Evans said she started Pioneers day as a fun and beneficial way to celebrate Alabama’s 200th birthday.
“I got in touch with Opp Elementary’s Heather Gafford to consult with her about their annual event and how I could incorporate her experiences into what I wanted to accomplish with our Alabama Day,” she said. “ The idea was to take children back to the time of Alabama’s statehood, and it was such a success last year that we decided it would be fun to make it a yearly event. In teaching Alabama History of this time period every year, we want our students to have hands-on experiences of what life was like when Alabama became a state in 1819.
Evans said that she plans hand-on activities for students with stations such as blacksmithing, butter churning, quilting, cane syrup making, corn grinding, flint knapping, a one-room schoolhouse and corn husk doll-making.
“ We will also have a pioneer museum with tools (plow, scythe, sheep shears, washboard, wash tub, cotton combs), cooking equipment (cast iron pots, canning jars), lanterns, candles, sedge brush brooms, and split-oak baskets,” she said. “We have presenters come to demonstrate these long lost artisan crafts. Our students, faculty, and staff dress in period dress.
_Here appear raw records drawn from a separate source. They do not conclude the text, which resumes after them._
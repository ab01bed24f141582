// ABOUTME: Correlates inbound frames with pending requests by sequence number
// ABOUTME: Owns the three handler tables and the random sequence number allocator

use crate::client::types::{Message, Response, ResultEvent};
use crate::frame::{Command, Frame};
use std::collections::HashMap;
use std::collections::hash_map::Entry;
use std::sync::{Mutex, MutexGuard, PoisonError};
use tokio::sync::{mpsc, oneshot};

/// Routing state for a single connection.
///
/// Three tables keyed by sequence number, one per handler class. A request
/// always holds a response slot and at most one of the other two. Each table
/// has its own lock; no operation holds two table locks at once, and no lock
/// is held across a channel send.
#[derive(Debug, Default)]
pub(crate) struct Router {
    response_handlers: Mutex<HashMap<u32, oneshot::Sender<Response>>>,
    result_handlers: Mutex<HashMap<u32, mpsc::UnboundedSender<ResultEvent>>>,
    list_result_handlers: Mutex<HashMap<u32, mpsc::UnboundedSender<Option<String>>>>,
}

fn lock<T>(mutex: &Mutex<T>) -> MutexGuard<'_, T> {
    mutex.lock().unwrap_or_else(PoisonError::into_inner)
}

impl Router {
    pub(crate) fn new() -> Router {
        Router::default()
    }

    /// Allocate a random sequence number that collides with no pending
    /// request in any table, and claim its response slot.
    fn claim_seq(&self, tx: oneshot::Sender<Response>) -> u32 {
        loop {
            let seq_num = rand::random::<u32>();
            // A pending streaming request may have had its response slot
            // consumed already, so the streaming tables are checked too.
            if lock(&self.result_handlers).contains_key(&seq_num) {
                continue;
            }
            if lock(&self.list_result_handlers).contains_key(&seq_num) {
                continue;
            }
            match lock(&self.response_handlers).entry(seq_num) {
                Entry::Occupied(_) => continue,
                Entry::Vacant(slot) => {
                    slot.insert(tx);
                    return seq_num;
                }
            }
        }
    }

    /// Register a request that terminates with a single response.
    pub(crate) fn register_response(&self) -> (u32, oneshot::Receiver<Response>) {
        let (tx, rx) = oneshot::channel();
        (self.claim_seq(tx), rx)
    }

    /// Register a request that also streams results (subscribe, query).
    pub(crate) fn register_streaming(
        &self,
    ) -> (
        u32,
        oneshot::Receiver<Response>,
        mpsc::UnboundedReceiver<ResultEvent>,
    ) {
        let (tx, rx) = oneshot::channel();
        let seq_num = self.claim_seq(tx);
        let (result_tx, result_rx) = mpsc::unbounded_channel();
        lock(&self.result_handlers).insert(seq_num, result_tx);
        (seq_num, rx, result_rx)
    }

    /// Register a request that also streams child URIs (list).
    pub(crate) fn register_list(
        &self,
    ) -> (
        u32,
        oneshot::Receiver<Response>,
        mpsc::UnboundedReceiver<Option<String>>,
    ) {
        let (tx, rx) = oneshot::channel();
        let seq_num = self.claim_seq(tx);
        let (list_tx, list_rx) = mpsc::unbounded_channel();
        lock(&self.list_result_handlers).insert(seq_num, list_tx);
        (seq_num, rx, list_rx)
    }

    /// Drop every handler registered for `seq_num`. Used when the outbound
    /// write fails after registration, so abandoned entries cannot
    /// accumulate.
    pub(crate) fn deregister(&self, seq_num: u32) {
        lock(&self.response_handlers).remove(&seq_num);
        lock(&self.result_handlers).remove(&seq_num);
        lock(&self.list_result_handlers).remove(&seq_num);
    }

    /// Route one inbound frame to its pending request, if any.
    pub(crate) fn dispatch(&self, frame: Frame) {
        match frame.command() {
            Command::RESPONSE => self.dispatch_response(frame),
            Command::RESULT => self.dispatch_result(frame),
            other => {
                tracing::debug!(command = %other, "dropping frame with unhandled command");
            }
        }
    }

    fn dispatch_response(&self, frame: Frame) {
        let seq_num = frame.seq_num();
        let handler = lock(&self.response_handlers).remove(&seq_num);
        let response = Response::from_frame(frame);

        // A failed request terminates its streaming side as well; dropping
        // the senders ends the streams.
        if !response.is_okay() {
            lock(&self.result_handlers).remove(&seq_num);
            lock(&self.list_result_handlers).remove(&seq_num);
        }

        match handler {
            Some(tx) => {
                let _ = tx.send(response);
            }
            None => tracing::debug!(seq_num, "dropping response with no pending request"),
        }
    }

    fn dispatch_result(&self, frame: Frame) {
        let seq_num = frame.seq_num();
        let finished = frame
            .first_text("finished")
            .is_some_and(|v| v.eq_ignore_ascii_case("true"));

        let result_tx = {
            let mut handlers = lock(&self.result_handlers);
            if finished {
                // Removed before dispatch so the final event is also the
                // last: the dropped sender closes the stream behind it.
                handlers.remove(&seq_num)
            } else {
                handlers.get(&seq_num).cloned()
            }
        };
        if let Some(tx) = result_tx {
            let message = Message::from_frame(frame);
            let _ = tx.send(ResultEvent { message, finished });
            return;
        }

        let list_tx = {
            let mut handlers = lock(&self.list_result_handlers);
            if finished {
                handlers.remove(&seq_num)
            } else {
                handlers.get(&seq_num).cloned()
            }
        };
        if let Some(tx) = list_tx {
            if finished {
                let _ = tx.send(None);
            } else if let Some(child) = frame.first_text("child") {
                let _ = tx.send(Some(child.into_owned()));
            } else {
                tracing::debug!(seq_num, "list result frame carries no child");
            }
            return;
        }

        tracing::debug!(seq_num, "dropping result with no pending request");
    }

    /// Tear down every pending request. Dropped response senders wake their
    /// waiters with a connection-closed failure; dropped stream senders end
    /// the streams without a completion sentinel.
    pub(crate) fn fail_all(&self) {
        lock(&self.response_handlers).clear();
        lock(&self.result_handlers).clear();
        lock(&self.list_result_handlers).clear();
    }
}
//! Interactive pager over a completed capture.
//!
//! The viewer owns the records and all UI state; a [`Screen`] supplies frames and input
//! events. Rendering writes cells straight into the frame buffer, one char per cell.

use std::collections::VecDeque;
use std::path::Path;
use std::sync::Arc;
use std::time::{Duration, Instant};

use crossterm::event::{
    Event, KeyCode, KeyEvent, KeyEventKind, KeyModifiers, MouseButton, MouseEvent, MouseEventKind,
};
use ratatui::buffer::Buffer;
use ratatui::layout::Rect;
use ratatui::style::{Color, Modifier, Style};
use ratatui::Frame;
use serde::Serialize;
use tracing::debug;

use crate::capture::{read_all, CaptureError, Record, SourceMode, Summary};
use crate::rules::RuleSet;
use crate::text::{byte_to_char_map, char_spans, display_char};

pub const DEFAULT_TITLE: &str = "output-tool";
pub const DEFAULT_GUTTER_WIDTH: usize = 6;
pub const MIN_GUTTER_WIDTH: usize = 3;
pub const DEFAULT_LOG_LINES: usize = 5;
pub const DEFAULT_DOUBLE_CLICK_MS: u64 = 300;

const HELP_TEXT: &str = " ↑/↓ PgUp/PgDn Home/End  Enter=edit  M=toggle-mouse  q/Esc=quit ";

#[derive(Debug, thiserror::Error)]
pub enum ViewerError {
    #[error("terminal error: {0}")]
    Io(#[from] std::io::Error),
    #[error(transparent)]
    Capture(#[from] CaptureError),
}

#[derive(Debug, Clone, PartialEq, Eq, Serialize)]
pub struct ViewerConfig {
    pub title: String,
    pub gutter_width: usize,
    pub top_bar: bool,
    pub bottom_bar: bool,
    pub mouse: bool,
    pub no_alt: bool,
    pub log_lines_max: usize,
    pub double_click_ms: u64,
}

impl Default for ViewerConfig {
    fn default() -> Self {
        Self {
            title: DEFAULT_TITLE.to_string(),
            gutter_width: DEFAULT_GUTTER_WIDTH,
            top_bar: true,
            bottom_bar: true,
            mouse: true,
            no_alt: false,
            log_lines_max: DEFAULT_LOG_LINES,
            double_click_ms: DEFAULT_DOUBLE_CLICK_MS,
        }
    }
}

/// What an activation did: the argv that was launched and/or why it failed.
#[derive(Debug, Clone, Default, PartialEq, Eq)]
pub struct Activation {
    pub argv: Vec<String>,
    pub error: Option<String>,
}

/// Called when the user activates a line (Enter or double-click).
pub trait ActivationHook {
    fn activate(&mut self, line: &str) -> Activation;

    /// Whether the hook runs a program that needs the terminal while it executes.
    fn needs_terminal(&self) -> bool {
        false
    }
}

/// Terminal boundary used by [`run_viewer`].
pub trait Screen {
    fn draw(&mut self, render: &mut dyn FnMut(&mut Frame<'_>)) -> Result<(), ViewerError>;
    /// Forces a full repaint on the next draw.
    fn sync(&mut self) -> Result<(), ViewerError>;
    fn set_mouse(&mut self, enabled: bool) -> Result<(), ViewerError>;
    /// Blocks until the next input event.
    fn next_event(&mut self) -> Result<Event, ViewerError>;
    /// Hands the terminal to a child process until [`Screen::resume`].
    fn suspend(&mut self) -> Result<(), ViewerError> {
        Ok(())
    }
    fn resume(&mut self) -> Result<(), ViewerError> {
        Ok(())
    }
}

#[derive(Debug, Clone, Copy, PartialEq, Eq)]
pub enum Action {
    None,
    Activate,
    ToggleMouse,
    Quit,
}

#[derive(Debug, Clone, PartialEq, Eq)]
pub enum ActionOutcome {
    Idle,
    Activated(Activation),
    MouseChanged(bool),
    Quit,
}

#[derive(Debug, Clone)]
pub struct ViewerState {
    pub cursor: usize,
    pub viewport_top: usize,
    pub visible_rows: usize,
    pub mouse: bool,
    pub log: VecDeque<String>,
    pub needs_sync: bool,
    /// Rows the body actually occupies; zero when bars and the log pane fill the screen.
    body_rows: usize,
    last_click: Option<(usize, Instant)>,
}

#[derive(Debug, Clone, Copy)]
struct Areas {
    top_bar: Option<Rect>,
    body: Rect,
    log: Rect,
    bottom_bar: Option<Rect>,
}

#[derive(Debug, Clone, Copy)]
struct Palette {
    normal: Style,
    matched: Style,
    cursor: Style,
    cursor_matched: Style,
    gutter: Style,
    gutter_cursor: Style,
    top_bar: Style,
    bottom_bar: Style,
    log: Style,
}

impl Default for Palette {
    fn default() -> Self {
        let gutter = Style::default().fg(Color::Gray).bg(Color::Black);
        Self {
            normal: Style::default().fg(Color::White).bg(Color::Black),
            matched: Style::default().fg(Color::Black).bg(Color::Green),
            cursor: Style::default().fg(Color::Black).bg(Color::Yellow),
            cursor_matched: Style::default().fg(Color::Black).bg(Color::Blue),
            gutter,
            gutter_cursor: Style::default().fg(Color::White).bg(Color::Blue),
            top_bar: Style::default().fg(Color::Black).bg(Color::Green),
            bottom_bar: Style::default().fg(Color::Black).bg(Color::Yellow),
            log: gutter.add_modifier(Modifier::REVERSED),
        }
    }
}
The day is divided into equal time at stations, and students rotate through all of them.”
Evans said the students’ favorite activities last year were butter churning and quilting.
“They learned that pioneers used a churn to make butter, but they also discovered that they can put heavy cream, salt, and marbles in a mason jar and shake to make their own, which they spread on a cracker and ate. The quilter had squares in hoops, needles, and thread for students to learn what for many is a forgotten art,” he said.
The grant is for $500.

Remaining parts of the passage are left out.